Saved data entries
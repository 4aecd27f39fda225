//! Two cascaded shift registers driving the LED matrix
//!
//! One column is written per multiplex cycle: five active-low column
//! selects, a filler bit, then seven active-low row bits, all on a shared
//! data/clock pair while the blanking line holds the LEDs off.

use matrix57_hal::OutputPin;

use crate::{NUM_COLUMNS, NUM_ROWS};

/// Destination of composed columns
pub trait ColumnSink {
    /// Show `rows` on column `index`, returning the number of lit LEDs
    fn write_column(&mut self, index: usize, rows: u8, pin_end_is_top: bool) -> u8;

    /// Lit LED count of the most recent column
    fn lit(&self) -> u8;
}

/// Bit-banged shift-register chain
pub struct ShiftRegisterOutput<D, C, B> {
    data: D,
    clock: C,
    blank: B,
    lit: u8,
}

impl<D: OutputPin, C: OutputPin, B: OutputPin> ShiftRegisterOutput<D, C, B> {
    /// Take the pins, leaving the clock idle low and the display blanked
    pub fn new(data: D, clock: C, blank: B) -> Self {
        let mut output = Self {
            data,
            clock,
            blank,
            lit: 0,
        };
        output.clock.set_low();
        output.blank.set_high();
        output
    }

    /// Release the pins
    pub fn release(self) -> (D, C, B) {
        (self.data, self.clock, self.blank)
    }

    /// Put one bit on the data line and clock it in
    fn shift_bit(&mut self, high: bool) {
        self.data.set_state(high);
        self.pulse_clock();
    }

    fn pulse_clock(&mut self) {
        self.clock.set_high();
        self.clock.set_low();
    }
}

impl<D: OutputPin, C: OutputPin, B: OutputPin> ColumnSink for ShiftRegisterOutput<D, C, B> {
    fn write_column(&mut self, index: usize, rows: u8, pin_end_is_top: bool) -> u8 {
        self.blank.set_high();

        let selected = if pin_end_is_top {
            index
        } else {
            NUM_COLUMNS - 1 - index.min(NUM_COLUMNS - 1)
        };
        for position in 0..NUM_COLUMNS {
            self.shift_bit(position != selected);
        }

        // Unused bit between the two groups
        self.pulse_clock();

        let mut lit = 0;
        for position in 0..NUM_ROWS {
            let row = if pin_end_is_top {
                NUM_ROWS - 1 - position
            } else {
                position
            };
            let on = rows & (1 << row) != 0;
            if on {
                lit += 1;
            }
            self.shift_bit(!on);
        }

        self.blank.set_low();
        self.lit = lit;
        lit
    }

    fn lit(&self) -> u8 {
        self.lit
    }
}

** Task directions **
Search the records for the string "OutputPin" and report each line that has it.

** Written reply **
use matrix57_hal::OutputPin;
impl<D: OutputPin, C: OutputPin, B: OutputPin> ShiftRegisterOutput<D, C, B> {
impl<D: OutputPin, C: OutputPin, B: OutputPin> ColumnSink for ShiftRegisterOutput<D, C, B> {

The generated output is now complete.